This time of year (Mar – May) is rough for me, it brings back a lot of memories – most vivid perhaps the week my wife spent in the ICU until she passed, her subsequent burial over Easter weekend of 2012 and what would’ve been our wedding anniversary on May 18th. Certainly the most dramatic, but not the only time I’ve lost my equilibrium because something totally unexpected, and unwelcome, occurred. And when this happens, it’s up to us to decide how we’ll react – do we roll with the punches and come back fighting, or do we drop to the mat? Admittedly I haven’t always responded with grace under pressure – it’s taken years and multiple incidents I could’ve (and should’ve) handled better to get me to where I am; and I still consider myself a work in progress.
I’ve made it my mission to help families with disabilities and veterans (with and without disabilities) set and achieve their goals. It’s my intent to help them understand the opportunities that exist, opportunities many of us can’t begin to conceive of when we’re living in the moment (myself included). Sometimes it just takes an outside perspective to send the lifeline, provide a glimpse of what’s possible if you can just stay afloat a little longer.

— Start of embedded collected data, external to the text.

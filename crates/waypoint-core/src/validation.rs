//! Per-step completeness validation.
//!
//! A question is invalid only when it is required and its recorded answer
//! is missing or incomplete for its kind. Optional questions never block
//! a step. Over-selection (e.g. ranking more items than configured) is
//! prevented upstream by `set_answer`, not flagged here.

use std::collections::BTreeSet;

use crate::question::{AnswerMap, AnswerValue, Module, Question, QuestionId, QuestionKind};

/// Validate one module against the answer map.
///
/// Returns the ids of required questions whose answers are absent or
/// incomplete. The step may only advance when the set is empty.
pub fn validate_step(module: &Module, answers: &AnswerMap) -> BTreeSet<QuestionId> {
    module
        .questions
        .iter()
        .filter(|q| q.required && !answer_complete(q, answers.get(&q.id)))
        .map(|q| q.id.clone())
        .collect()
}

/// Whether the recorded value completes the question.
///
/// A value whose shape does not match the question kind counts as
/// incomplete; that can only arise from a hand-edited snapshot.
fn answer_complete(question: &Question, answer: Option<&AnswerValue>) -> bool {
    let Some(answer) = answer else {
        return false;
    };
    match (&question.kind, answer) {
        (QuestionKind::SingleChoice { .. }, AnswerValue::Choice(key)) => !key.is_empty(),
        (QuestionKind::FreeText { .. }, AnswerValue::Text(text)) => !text.is_empty(),
        (QuestionKind::MultiChoice { .. }, AnswerValue::Selections(keys)) => !keys.is_empty(),
        (QuestionKind::RankedChoice { rank_count, .. }, AnswerValue::Ranked(keys)) => {
            keys.len() >= *rank_count
        }
        (QuestionKind::RatedMultiSelect { .. }, AnswerValue::Rated(items)) => !items.is_empty(),
        _ => false,
    }
}

#[cfg(test)]
mod tests {
    use super::*;
    use crate::question::{ChoiceOption, RatedItem};

    fn question(id: &str, required: bool, kind: QuestionKind) -> Question {
        Question {
            id: id.into(),
            text: String::new(),
            required,
            help: None,
            kind,
        }
    }

    fn options(n: usize) -> Vec<ChoiceOption> {
        (0..n)
            .map(|i| ChoiceOption::new(&format!("o{i}"), &format!("Option {i}")))
            .collect()
    }

    fn module(questions: Vec<Question>) -> Module {
        Module {
            id: "m".into(),
            title: "Module".into(),
            questions,
        }
    }

    #[test]
    fn optional_questions_never_block() {
        let m = module(vec![question(
            "q1",
            false,
            QuestionKind::FreeText { placeholder: None },
        )]);
        assert!(validate_step(&m, &AnswerMap::new()).is_empty());
    }

    #[test]
    fn missing_required_answer_is_flagged() {
        let m = module(vec![question(
            "q1",
            true,
            QuestionKind::SingleChoice { options: options(3) },
        )]);
        let invalid = validate_step(&m, &AnswerMap::new());
        assert!(invalid.contains("q1"));
    }

    #[test]
    fn empty_string_answers_are_flagged() {
        let m = module(vec![
            question("choice", true, QuestionKind::SingleChoice { options: options(2) }),
            question("text", true, QuestionKind::FreeText { placeholder: None }),
        ]);
        let answers = AnswerMap::from([
            ("choice".to_string(), AnswerValue::Choice(String::new())),
            ("text".to_string(), AnswerValue::Text(String::new())),
        ]);
        let invalid = validate_step(&m, &answers);
        assert!(invalid.contains("choice"));
        assert!(invalid.contains("text"));
    }

    #[test]
    fn checkbox_requires_non_empty_list() {
        let m = module(vec![question(
            "multi",
            true,
            QuestionKind::MultiChoice {
                options: options(4),
                min_selections: 1,
                max_selections: 3,
            },
        )]);
        let empty = AnswerMap::from([("multi".to_string(), AnswerValue::Selections(vec![]))]);
        assert!(validate_step(&m, &empty).contains("multi"));

        let picked =
            AnswerMap::from([("multi".to_string(), AnswerValue::Selections(vec!["o1".into()]))]);
        assert!(validate_step(&m, &picked).is_empty());
    }

    #[test]
    fn ranking_is_complete_only_at_configured_count() {
        let m = module(vec![question(
            "rank",
            true,
            QuestionKind::RankedChoice {
                options: options(6),
                rank_count: 3,
            },
        )]);

        let two = AnswerMap::from([(
            "rank".to_string(),
            AnswerValue::Ranked(vec!["o0".into(), "o1".into()]),
        )]);
        assert!(validate_step(&m, &two).contains("rank"));

        let three = AnswerMap::from([(
            "rank".to_string(),
            AnswerValue::Ranked(vec!["o0".into(), "o1".into(), "o2".into()]),
        )]);
        assert!(validate_step(&m, &three).is_empty());
    }

    #[test]
    fn rated_selector_requires_at_least_one_item() {
        let m = module(vec![question(
            "rated",
            true,
            QuestionKind::RatedMultiSelect {
                categories: vec![],
                scale_min: 1,
                scale_max: 5,
            },
        )]);
        let empty = AnswerMap::from([("rated".to_string(), AnswerValue::Rated(vec![]))]);
        assert!(validate_step(&m, &empty).contains("rated"));

        let one = AnswerMap::from([(
            "rated".to_string(),
            AnswerValue::Rated(vec![RatedItem {
                item: "sql".into(),
                rating: 3,
            }]),
        )]);
        assert!(validate_step(&m, &one).is_empty());
    }

    #[test]
    fn mismatched_value_shape_is_flagged() {
        let m = module(vec![question(
            "choice",
            true,
            QuestionKind::SingleChoice { options: options(2) },
        )]);
        let answers =
            AnswerMap::from([("choice".to_string(), AnswerValue::Selections(vec!["o0".into()]))]);
        assert!(validate_step(&m, &answers).contains("choice"));
    }
}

Having gone through multiple meetings w/ medical professionals for diagnoses for my son, my wife, and even myself (working with the VA); and having made the transition to civilian life after over 20 years of active duty – I understand what it’s like to feel the floor drop out from under you. Watching all your plans dissolve, like a sandcastle built too close to the edge of the ocean when the tide comes in. What I’ve learned is this – no matter how dark things may seem; if you continue moving forward, not giving in to what seems so much easier, eventually you will come to the end of the tunnel. What’s waiting for you will depend on what supports you’ve sought and cultivated, and how you’ve chosen to look at things.
Personally, I choose to focus on the positives. From when my son got his first diagnosis my wife and I made it a point to celebrate the little successes, like getting him to use signs (ASL) to communicate. I believe noticing, and celebrating, our successes – no matter how seemingly inconsequential – helps us push through the negatives that are an unfortunate part of life. I wasn’t always like this, not too long ago I was perhaps one of the most negative people I’ve ever known – I wouldn’t want to associate with the past me now; and I’m thankful for those who stuck with me.
I say this to help you, the reader, understand it’s never too late to shift your perspective. If you’re weighted down because of medical, consumer or student loan debt it’s not the end of the world; there are resources for you. If you, or a loved one, has recently received news that at first cripples you into inaction; take a moment and acknowledge its impact and significance. Then ask yourself who can help you with perspective – perhaps a religious leader, a partner or a professional you respect; to name a few options. I will tell you, again from personal experience and with the utmost respect for how you’re feeling – no matter how much you may believe you are alone and there is no one who could possibly understand what you’re going through and that you’re all alone, it is my belief you are wrong.
The internet is a fantastic tool, please don’t hesitate to use it. Be careful about who you share with, there are “emotional vampires” who will, in my opinion, only make things worse – by feeding into your perceptions and beliefs, rather than helping you look for, and celebrate, your successes – no matter how small. After my wife died one of the successes I would celebrate was just getting out of bed – to me that was a win. That is what I mean by celebrating successes. Over the course of our lives we are going to have good things, and bad things, happen to us. It’s up to us to decide which we let shape us. So take the a minute, get up and look around you – I challenge you to identify at least (3) things that make your life better, and why.